The comms panel refreshed. The unread family marker blinked again.

Taryn looked at it.

For half a heartbeat, because apparently her brain was a traitor, she imagined Elias Rook’s voice coming through the speaker. Not a recording. Not a rumour passed from one greasy port table to another. His actual voice, tired and warm and annoyed because she had rewired something important with the wrong gauge of conduit and then acted like that was a lifestyle choice.

She could almost hear him say her name.

Not kid. Not Rook. Not asset, package, problem or any of the other words people had tried to pin to her.

Taryn.

Her throat tightened.

The sensor board pinged again.

Same ghost. Closer.

She blinked once, and whatever had tried to crawl up inside her went back where it belonged. Her expression flattened into something much easier to use.

“There you are.”

She confirmed the course change. Foxglove leaned into the turn, hull giving a long, familiar groan like it wanted her to know it was doing this under protest.

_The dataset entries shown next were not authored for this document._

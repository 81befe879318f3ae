//! Decoding of binary AIGER (`aig`) streams.
//!
//! The stream is read strictly forward: the header line, one ASCII line per latch and per output, the binary AND
//! section, and finally the optional symbol table and comment section. The result is a [`Decoded`] graph whose
//! edges are still raw literals; see [`crate::link`].

use std::io::BufRead;

use crate::aag;
use crate::aig::{AndGate, Decoded, Latch, Literal, NodeId, Output, SymbolKind};
use crate::delta::decode_delta;
use crate::error::{Error, FormatError, Result, Section};
use crate::header::Header;

/// Decodes a binary AIGER stream.
///
/// # Errors
///
/// Returns a [`FormatError`] for malformed header, latch, output or symbol lines, and
/// [`Error::UnexpectedEndOfInput`] if the stream stops partway through a line or through the AND section.
pub fn decode<R: BufRead>(mut reader: R) -> Result<Decoded> {
    let line = header_line(&mut reader)?;
    let header = Header::parse(&line)?;
    decode_body(&header, &mut reader)
}

/// Decodes either a binary (`aig`) or an ASCII (`aag`) stream, choosing by the header tag.
///
/// # Errors
///
/// See [`decode`]; ASCII streams additionally fail if their variables are not numbered canonically.
pub fn read<R: BufRead>(mut reader: R) -> Result<Decoded> {
    let line = header_line(&mut reader)?;
    if line.split(' ').next() == Some(Header::ASCII_TAG) {
        let header = Header::parse_tagged(&line, Header::ASCII_TAG)?;
        aag::decode(&header, &line, reader)
    } else {
        let header = Header::parse(&line)?;
        decode_body(&header, &mut reader)
    }
}

fn header_line<R: BufRead + ?Sized>(reader: &mut R) -> Result<String> {
    match next_line(reader)? {
        Some((line, true)) => Ok(line),
        Some((_, false)) => Err(Error::eof("header line")),
        None => Err(FormatError::MissingHeader.into()),
    }
}

/// Reads one line, without its terminator.
///
/// Returns `None` at end of input, and flags whether the line was newline-terminated.
fn next_line<R: BufRead + ?Sized>(reader: &mut R) -> Result<Option<(String, bool)>> {
    let mut buf = Vec::new();
    if reader.read_until(b'\n', &mut buf)? == 0 {
        return Ok(None);
    }

    let terminated = buf.last() == Some(&b'\n');
    if terminated {
        buf.pop();
        if buf.last() == Some(&b'\r') {
            buf.pop();
        }
    }

    Ok(Some((String::from_utf8_lossy(&buf).into_owned(), terminated)))
}

fn literal_line<R: BufRead + ?Sized>(reader: &mut R, section: Section, index: usize) -> Result<Literal> {
    match next_line(reader)? {
        Some((line, true)) => match line.parse::<u64>() {
            Ok(literal) => Ok(Literal(literal)),
            Err(_) => Err(FormatError::Literal { section, index, line }.into()),
        },
        Some((_, false)) => Err(Error::eof(format!("{} {}", section, index))),
        None => Err(FormatError::MissingLine { section, index }.into()),
    }
}

pub(crate) fn decode_body<R: BufRead + ?Sized>(header: &Header, reader: &mut R) -> Result<Decoded> {
    let mut aig = Decoded::with_header(header);

    for index in 0..header.latches {
        let next = literal_line(reader, Section::Latch, index as usize)?;
        let id = NodeId::new(header.inputs + index + 1);
        log::trace!("latch {}: next state {}", id, next);
        aig.latches.push(Latch { id, next });
    }

    for index in 0..header.outputs as usize {
        let driver = literal_line(reader, Section::Output, index)?;
        log::trace!("output {}: {}", index, driver);
        aig.outputs.push(Output { driver });
    }

    for index in 0..header.ands {
        let id = header.inputs + header.latches + index + 1;
        let lhs = Literal::new(u64::from(id), false).0;

        let delta0 = decode_delta(reader)?;
        let delta1 = decode_delta(reader)?;

        // A zero first delta would make the gate feed itself.
        if delta0 == 0 || delta0 > lhs {
            return Err(FormatError::Delta {
                index: index as usize,
                literal: lhs,
                delta: delta0,
            }
            .into());
        }
        let rhs0 = lhs - delta0;
        let rhs1 = rhs0.checked_sub(delta1).ok_or(FormatError::Delta {
            index: index as usize,
            literal: rhs0,
            delta: delta1,
        })?;

        aig.and_gates.push(AndGate {
            id: NodeId::new(id),
            fanin: [Literal(rhs0), Literal(rhs1)],
        });
    }

    decode_trailer(header, &mut aig, reader)?;

    log::debug!(
        "decoded {} inputs, {} latches, {} outputs, {} AND gates",
        aig.inputs.len(),
        aig.latches.len(),
        aig.outputs.len(),
        aig.and_gates.len()
    );

    Ok(aig)
}

/// Reads the optional symbol table and comment section that may follow the AND gates.
fn decode_trailer<R: BufRead + ?Sized>(header: &Header, aig: &mut Decoded, reader: &mut R) -> Result<()> {
    while let Some((line, _)) = next_line(reader)? {
        if line == "c" {
            while let Some((comment, _)) = next_line(reader)? {
                aig.comments.push(comment);
            }
            break;
        }
        if line.is_empty() {
            log::warn!("skipping empty line in symbol table");
            continue;
        }

        let (kind, position, name) = parse_symbol(header, &line).ok_or_else(|| FormatError::Symbol { line: line.clone() })?;
        log::trace!("symbol {:?} {}: {}", kind, position, name);
        aig.symbols.insert((kind, position), name.to_string());
    }

    Ok(())
}

fn parse_symbol<'a>(header: &Header, line: &'a str) -> Option<(SymbolKind, usize, &'a str)> {
    let (kind, limit) = match line.as_bytes().first()? {
        b'i' => (SymbolKind::Input, header.inputs),
        b'l' => (SymbolKind::Latch, header.latches),
        b'o' => (SymbolKind::Output, header.outputs),
        _ => return None,
    };

    let (position, name) = line[1..].split_once(' ')?;
    let position = position.parse::<usize>().ok()?;
    if position >= limit as usize || name.is_empty() {
        return None;
    }

    Some((kind, position, name))
}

“Oh, hush. You love a dramatic exit.”

Taryn dropped into the pilot’s chair and buckled the lap strap with one hand while pulling up defensive systems with the other. The light phaser emitter showed amber, because of course it did. The universe had a sense of humour, and it was rubbish.

She slapped the side of the console. “No. Do not give me amber. We talked about amber.”

The status light flickered.

“Foxy, I swear, if you embarrass me in front of whatever creepy little sensor ghost that is, I’m replacing your starboard coupling with the cheap one.”

The status shifted reluctantly into green.

Taryn smiled without warmth. “Knew you were listening.”

The unread message kept blinking from the corner of the display, small and patient and far more dangerous than the contact ghost. She did not open it. Not yet. Maybe not ever. Maybe in five minutes. Maybe after she stopped being stupid enough to hope.

Outside, the stars slid sideways as Foxglove slipped off the approved route and into the darker space between official places. Small, pale and stubborn, with a poisonous flower painted near her name and an engine note that sounded one bad decision away from poetry.

Taryn settled both hands on the controls, eyes on the sensor feed, jaw set.

“Right,” she murmured. “Let’s see who’s being nosy.”